Il Campiello a un veneziano: Molesini
vince con un libro sulla Grande Guerra

Andrea Molesini fra Andrea Tomat e Emma Marcegaglia (Attualità)
VENEZIA - E così, come quasi sempre avviene al premio Campiello, anche quest'anno le previsioni sono state smentite: a vincere la 49esima edizione, quella dei 150 anni dell'Unità d'Italia, è stato Andrea Molesini con il libro, dal titolo bellissimo, "Non tutti i bastardi sono di Vienna", edito da Sellerio.



Molesini, veneziano come il premio, ha avuto 102 voti dei 300 espressi dai giurati popolari. Al secondo posto è arrivatala pordenonese Federica Manzon, autrice di "Di fama e di sventura" (Mondadori) con 80 voti, mentre al terzo c'è Ernesto Ferrero - uno dei favoriti anche come direttore della Fiera internazionale del libro di Torino e premio Strega nel 2000 - con "Disegnare il vento" (Einaudi) che ha avuto 39 voti. Subito dopo Maria Pia Ammirati (altra favorita, secondo molti) con "Se tu fossi qui" (Cairo) che ha portato a casa 35 voti. Ultimo della cinquina finalista, Giuseppe Lupo che con "L'ultima sposa di Palmira" (Marsilio) ha totalizzato 29 voti. Molesini, emozionato e un po' frastornato, ha dedicato il premio alla memoria di Elvira Sellerio: «Con la sua editoria e le sue scelte ha difeso le scelte dei padri dalla volgarità del presente. Ha protetto così la nostra letteratura eguale a pochi, seconda a nessuno». Poi la dedica è stata per i librai che «in un momento di crisi come questa continuano ad occuparsi di libri».

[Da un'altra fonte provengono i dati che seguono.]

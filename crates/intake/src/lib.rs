//! # Intake
//!
//! Recursive archive intake and classification of "règlement de consultation"
//! (RC) documents.
//!
//! An uploaded archive is expanded into a working tree (nested archives
//! included, up to a depth budget), archives are purged from that tree, and
//! files whose names look like RC documents are copied into a collection for
//! downstream analysis. Entry paths are validated against the destination
//! root, and no stage ever overwrites an existing file.
//!
//! ## Supported Formats
//!
//! - ZIP
//! - TAR (plain, gzip, bzip2)
//!
//! ## Example
//!
//! ```rust,no_run
//! use intake::{Pipeline, PipelineConfig, ProgressEvent};
//! use std::path::Path;
//!
//! # fn main() -> Result<(), Box<dyn std::error::Error>> {
//! let pipeline = Pipeline::new(PipelineConfig::under(Path::new("work")));
//! let progress_cb = |event: &ProgressEvent<'_>| println!("{:?}", event);
//!
//! let report = pipeline.run(Path::new("dce.zip"), &progress_cb)?;
//! println!(
//!     "Extracted {} files, collected {} documents",
//!     report.extraction.files_extracted,
//!     report.matches.len()
//! );
//! for warning in &report.warnings {
//!     println!("skipped {}: {}", warning.path.display(), warning.detail);
//! }
//! # Ok(())
//! # }
//! ```

pub mod analyze;
pub mod bundle;
pub mod classify;
pub mod error;
pub mod extract;
pub mod format;
pub mod pipeline;
pub mod probe;
pub mod purge;
pub mod safety;
pub mod sweep;
pub mod types;

// Re-export main types
pub use bundle::{bundle_dir, BundleSummary};
pub use classify::{collect_matches, MatchRule, RuleSet};
pub use error::{IntakeError, SecurityError};
pub use extract::{extract_archive, extract_nested, extract_recursive, ArchiveOutcome};
pub use format::{is_archive, ArchiveFormat};
pub use pipeline::{new_upload_id, Pipeline, PipelineConfig, RunReport};
pub use purge::purge_archives;
pub use sweep::{extract_mirrored, sweep_and_extract};
pub use types::{
    ArchiveEntry, ArchiveInfo, ClassifyReport, CopyOutcome, ExtractOptions, ExtractReport,
    ExtractStats, ExtractionJob, ProgressEvent, PurgeReport, Warning, WarningKind,
};

use std::path::Path;

/// Type alias for progress observers.
///
/// Called synchronously for every [`ProgressEvent`]; extraction results never
/// depend on what the observer does.
pub type ProgressCallback = dyn Fn(&ProgressEvent<'_>) + Send + Sync;

/// Probe an archive to retrieve metadata without extracting.
///
/// # Errors
///
/// Returns an error if:
/// - The archive file doesn't exist
/// - The format is unsupported or corrupted
pub fn probe(path: &Path) -> Result<ArchiveInfo, IntakeError> {
    probe::probe_archive(path)
}
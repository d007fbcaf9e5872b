//! Archive extraction with path safety and bounded nesting.

use crate::error::{IntakeError, SecurityError};
use crate::format::{archive_stem, is_archive, ArchiveFormat};
use crate::probe::{corrupt, list_entries, open_tar};
use crate::safety::{
    check_size_limits, is_extractable, resolve, unique_destination, unique_directory, EntryType,
};
use crate::types::{
    ExtractOptions, ExtractReport, ExtractionJob, ProgressEvent, Warning, WarningKind,
};
use crate::ProgressCallback;
use std::collections::VecDeque;
use std::fs::{self, File, OpenOptions};
use std::io::{self, BufReader, Read};
use std::path::{Path, PathBuf};
use std::time::Instant;
use tracing::{debug, info, warn};

/// Unix file-type bits of a ZIP entry's external attributes.
const S_IFMT: u32 = 0o170000;
const S_IFLNK: u32 = 0o120000;

/// What a single-level extraction produced.
#[derive(Debug, Clone, Default)]
pub struct ArchiveOutcome {
    /// Files written, sorted
    pub files: Vec<PathBuf>,

    /// Bytes written for those files
    pub bytes_written: u64,

    /// Entries that were skipped
    pub warnings: Vec<Warning>,
}

/// Extract one archive into `output_dir` without expanding nested archives.
///
/// The container is probed first; a malformed one fails as `CorruptArchive`
/// before anything is written. Entries that cannot be written safely are
/// skipped and reported as warnings while the remaining entries are extracted.
pub fn extract_archive(
    archive_path: &Path,
    output_dir: &Path,
    options: &ExtractOptions,
    progress_cb: &ProgressCallback,
) -> Result<ArchiveOutcome, IntakeError> {
    extract_level(archive_path, output_dir, options.size_limit_bytes, 0, progress_cb)
}

/// Extract an archive and every archive nested inside it, up to
/// `options.depth_budget` levels in total.
pub fn extract_recursive(
    archive_path: &Path,
    output_dir: &Path,
    options: &ExtractOptions,
    progress_cb: &ProgressCallback,
) -> Result<ExtractReport, IntakeError> {
    extract_nested(
        archive_path,
        output_dir,
        options.depth_budget.saturating_sub(1),
        options,
        progress_cb,
    )
}

/// Extract an archive, then expand nested archives from a worklist.
///
/// `depth_budget` is the number of nesting levels allowed below the outer
/// archive. A nested archive found when its parent's budget is 0 is left in
/// place and reported as `DepthExceeded`. Each nested archive expands into a
/// fresh directory named after its stem, directly under the destination of
/// the job that produced it, wherever the archive sat inside that job.
///
/// Only a failure of the outer archive is returned as an error; failures of
/// nested archives become warnings and stop recursion into that archive alone.
pub fn extract_nested(
    archive_path: &Path,
    output_dir: &Path,
    depth_budget: u32,
    options: &ExtractOptions,
    progress_cb: &ProgressCallback,
) -> Result<ExtractReport, IntakeError> {
    let start_time = Instant::now();
    let mut report = ExtractReport::default();
    let mut worklist = VecDeque::from([ExtractionJob {
        archive: archive_path.to_path_buf(),
        destination: output_dir.to_path_buf(),
        depth_budget,
    }]);
    let mut outer = true;

    while let Some(job) = worklist.pop_front() {
        let is_outer = std::mem::replace(&mut outer, false);

        info!(
            archive = %job.archive.display(),
            destination = %job.destination.display(),
            depth_budget = job.depth_budget,
            "Extracting archive"
        );
        progress_cb(&ProgressEvent::ArchiveStarted {
            archive: &job.archive,
            destination: &job.destination,
            depth_budget: job.depth_budget,
        });

        let outcome = match extract_level(
            &job.archive,
            &job.destination,
            options.size_limit_bytes,
            report.stats.bytes_written,
            progress_cb,
        ) {
            Ok(outcome) => outcome,
            Err(e) if is_outer => return Err(e),
            Err(e) => {
                warn!(archive = %job.archive.display(), error = %e, "Skipping nested archive");
                report.warnings.push(Warning::from_error(&job.archive, &e));
                // Only succeeds while the reserved directory is still empty.
                let _ = fs::remove_dir(&job.destination);
                continue;
            }
        };

        report.stats.archives_extracted += 1;
        report.stats.files_extracted += outcome.files.len() as u64;
        report.stats.bytes_written += outcome.bytes_written;
        report.warnings.extend(outcome.warnings);

        for nested in outcome.files.iter().filter(|p| is_archive(p)) {
            if job.depth_budget == 0 {
                let e = IntakeError::DepthExceeded {
                    path: nested.clone(),
                };
                warn!(archive = %nested.display(), "Depth budget exhausted");
                report.warnings.push(Warning::from_error(nested, &e));
                continue;
            }

            match reserve_nested_dir(nested, &job.destination) {
                Ok(destination) => worklist.push_back(ExtractionJob {
                    archive: nested.clone(),
                    destination,
                    depth_budget: job.depth_budget - 1,
                }),
                Err(e) => {
                    warn!(archive = %nested.display(), error = %e, "Cannot create nested directory");
                    report.warnings.push(Warning::from_error(nested, &e));
                }
            }
        }
    }

    report.stats.duration = start_time.elapsed();
    Ok(report)
}

/// Creates `<destination>/<nested stem>`, suffixed when taken, so archives
/// sharing a stem get distinct directories.
fn reserve_nested_dir(nested: &Path, destination: &Path) -> Result<PathBuf, IntakeError> {
    let dir = unique_directory(destination, &archive_stem(nested))
        .map_err(|e| IntakeError::fs(destination, e))?;
    fs::create_dir(&dir).map_err(|e| IntakeError::fs(&dir, e))?;
    Ok(dir)
}

fn extract_level(
    archive_path: &Path,
    output_dir: &Path,
    size_limit: Option<u64>,
    written_before: u64,
    progress_cb: &ProgressCallback,
) -> Result<ArchiveOutcome, IntakeError> {
    if !archive_path.exists() {
        return Err(IntakeError::NotFound(archive_path.to_path_buf()));
    }

    let format = ArchiveFormat::detect(archive_path).ok_or_else(|| {
        IntakeError::UnsupportedFormat(format!("Unknown archive type: {}", archive_path.display()))
    })?;

    // Validate the whole container before touching the destination.
    list_entries(archive_path, format)?;

    fs::create_dir_all(output_dir).map_err(|e| IntakeError::fs(output_dir, e))?;

    let mut writer = EntryWriter {
        archive: archive_path,
        root: output_dir,
        size_limit,
        written_before,
        outcome: ArchiveOutcome::default(),
        progress_cb,
    };

    match format {
        ArchiveFormat::Zip => extract_zip(archive_path, &mut writer)?,
        ArchiveFormat::Tar | ArchiveFormat::TarGz | ArchiveFormat::TarBz2 => {
            extract_tar(archive_path, format, &mut writer)?
        }
    }

    let mut outcome = writer.outcome;
    outcome.files.sort();
    Ok(outcome)
}

fn extract_zip(archive_path: &Path, writer: &mut EntryWriter<'_>) -> Result<(), IntakeError> {
    let file = File::open(archive_path)?;
    let mut archive =
        zip::ZipArchive::new(BufReader::new(file)).map_err(|e| corrupt(archive_path, e))?;

    for i in 0..archive.len() {
        let mut entry = match archive.by_index(i) {
            Ok(entry) => entry,
            Err(e) => {
                // Encrypted or unsupported entries; the rest of the archive is still usable.
                writer.skip(WarningKind::CorruptArchive, format!("entry #{}: {}", i, e));
                continue;
            }
        };

        let name = entry.name().to_string();
        let entry_type = if entry.is_dir() {
            EntryType::Directory
        } else if entry.unix_mode().is_some_and(|mode| mode & S_IFMT == S_IFLNK) {
            EntryType::Symlink
        } else {
            EntryType::File
        };
        let size = entry.size();

        writer.write_entry(&name, entry_type, size, &mut entry)?;
    }

    Ok(())
}

fn extract_tar(
    archive_path: &Path,
    format: ArchiveFormat,
    writer: &mut EntryWriter<'_>,
) -> Result<(), IntakeError> {
    let mut archive = open_tar(archive_path, format)?;

    for entry_result in archive.entries().map_err(|e| corrupt(archive_path, e))? {
        let mut entry = entry_result.map_err(|e| corrupt(archive_path, e))?;

        let entry_type = match entry.header().entry_type() {
            tar::EntryType::Regular | tar::EntryType::Continuous => EntryType::File,
            tar::EntryType::Directory => EntryType::Directory,
            tar::EntryType::Symlink => EntryType::Symlink,
            tar::EntryType::Link => EntryType::Hardlink,
            tar::EntryType::XGlobalHeader
            | tar::EntryType::XHeader
            | tar::EntryType::GNULongName
            | tar::EntryType::GNULongLink => continue,
            _ => EntryType::Other,
        };
        let name = entry
            .path()
            .map_err(|e| corrupt(archive_path, e))?
            .to_string_lossy()
            .into_owned();
        let size = entry.header().size().unwrap_or(0);

        writer.write_entry(&name, entry_type, size, &mut entry)?;
    }

    Ok(())
}

/// Writes the entries of one archive under a single root.
struct EntryWriter<'a> {
    archive: &'a Path,
    root: &'a Path,
    size_limit: Option<u64>,
    written_before: u64,
    outcome: ArchiveOutcome,
    progress_cb: &'a ProgressCallback,
}

impl EntryWriter<'_> {
    /// Writes one entry. Per-entry problems become warnings; only a size
    /// limit breach aborts the archive.
    fn write_entry<R: Read>(
        &mut self,
        name: &str,
        entry_type: EntryType,
        declared_size: u64,
        reader: &mut R,
    ) -> Result<(), IntakeError> {
        if !is_extractable(entry_type) {
            let e = SecurityError::UnsafeEntryType(format!("{} ({:?})", name, entry_type));
            self.skip(WarningKind::UnsafeEntry, e.to_string());
            return Ok(());
        }

        let target = match resolve(self.root, Path::new(name)) {
            Ok(target) => target,
            Err(e) => {
                warn!(archive = %self.archive.display(), entry = name, error = %e, "Rejected entry");
                let e = IntakeError::Security(e);
                self.outcome.warnings.push(Warning::from_error(self.archive, &e));
                return Ok(());
            }
        };

        if entry_type == EntryType::Directory {
            if let Err(e) = fs::create_dir_all(&target) {
                self.skip(WarningKind::Filesystem, format!("{}: {}", name, e));
            }
            return Ok(());
        }

        self.check_limit(declared_size)?;

        match write_file(&target, reader) {
            Ok((path, bytes)) => {
                if let Err(e) = self.check_limit(bytes) {
                    let _ = fs::remove_file(&path);
                    return Err(e);
                }
                debug!(entry = name, path = %path.display(), bytes, "Extracted entry");
                (self.progress_cb)(&ProgressEvent::EntryExtracted { path: &path, bytes });
                self.outcome.bytes_written += bytes;
                self.outcome.files.push(path);
            }
            Err(e) => self.skip(WarningKind::Filesystem, format!("{}: {}", name, e)),
        }

        Ok(())
    }

    fn check_limit(&self, incoming: u64) -> Result<(), IntakeError> {
        let current = self.written_before + self.outcome.bytes_written + incoming;
        check_size_limits(current, self.size_limit)
            .map_err(|limit| IntakeError::SizeLimitExceeded { current, limit })
    }

    fn skip(&mut self, kind: WarningKind, detail: String) {
        warn!(archive = %self.archive.display(), detail = %detail, "Skipped entry");
        self.outcome
            .warnings
            .push(Warning::new(kind, self.archive, detail));
    }
}

/// Writes `reader` to `target`, or to a suffixed sibling if `target` is taken.
fn write_file<R: Read>(target: &Path, reader: &mut R) -> io::Result<(PathBuf, u64)> {
    let parent = target
        .parent()
        .ok_or_else(|| io::Error::new(io::ErrorKind::InvalidInput, "entry has no parent"))?;
    let file_name = target
        .file_name()
        .ok_or_else(|| io::Error::new(io::ErrorKind::InvalidInput, "entry has no file name"))?
        .to_string_lossy()
        .into_owned();

    fs::create_dir_all(parent)?;
    let path = unique_destination(parent, &file_name)?;
    let mut out = OpenOptions::new().write(true).create_new(true).open(&path)?;

    match io::copy(reader, &mut out) {
        Ok(bytes) => Ok((path, bytes)),
        Err(e) => {
            drop(out);
            let _ = fs::remove_file(&path);
            Err(e)
        }
    }
}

Del resto nella serata finale del premio la crisi del paese ha avuto il suo risalto, non solo perché il Campiello è un'iniziativa degli industriali veneti, ma anche perché in molti ne hanno parlato. Andrea Tomat, presidente del premio e di Confindustria Veneto in apertura ha ricordato «i tempi difficili» e lo stesso ha fatto il presidente Emma Marcegaglia ribadendo in diretta che «gli industriali sono pronti a fare di più per il paese. Pretendono però più serietà e che la politica faccia non i suoi interessi, ma porti l'Italia fuori da questa situazione anche con scelte impopolari. Con la volontà di fare cose serie e di rispettare il paese a cui noi vogliamo bene».



E di Italia e dei suoi 150 anni, non solo c'è stato l'inno nazionale suonato in apertura di serata, ma anche il tema del libro di Molesini che ha vinto: la Grande Guerra e la cacciata degli austriaci invasori dopo Caporetto. Lo scrittore nega e definisce la cosa una «coincidenza», ma non tutti ci credono. Andrea Camilleri, premio alla carriera di quest'anno da parte del Campiello, forte di 13 milioni di copie e scrittore italiano più venduto all'estero, ha avuto una standing ovation da parte del pubblico e lui ha omaggiato, lui che aveva detto di appartenere «ad un'altra parrocchia, gli industriali veneti che hanno sottolineato come rimedio alla crisi del paese «il rispetto delle regole». «Quello che è stato detto - ha spiegato lo scrittore siciliano - è musica per le mie orecchie». E poi ha confermato che non ha nessuna intenzione di far morire il suo eroe per eccellenza, il commissario Montalbano. Insomma questa edizione del Campiello porta alla ribalta un autore nuovo, Andrea Molesini che nella sua prima intervista dopo il verdetto ci ha tenuto a dire che «è sempre bello vincere, ma il valore dei libri si vede nel tempo».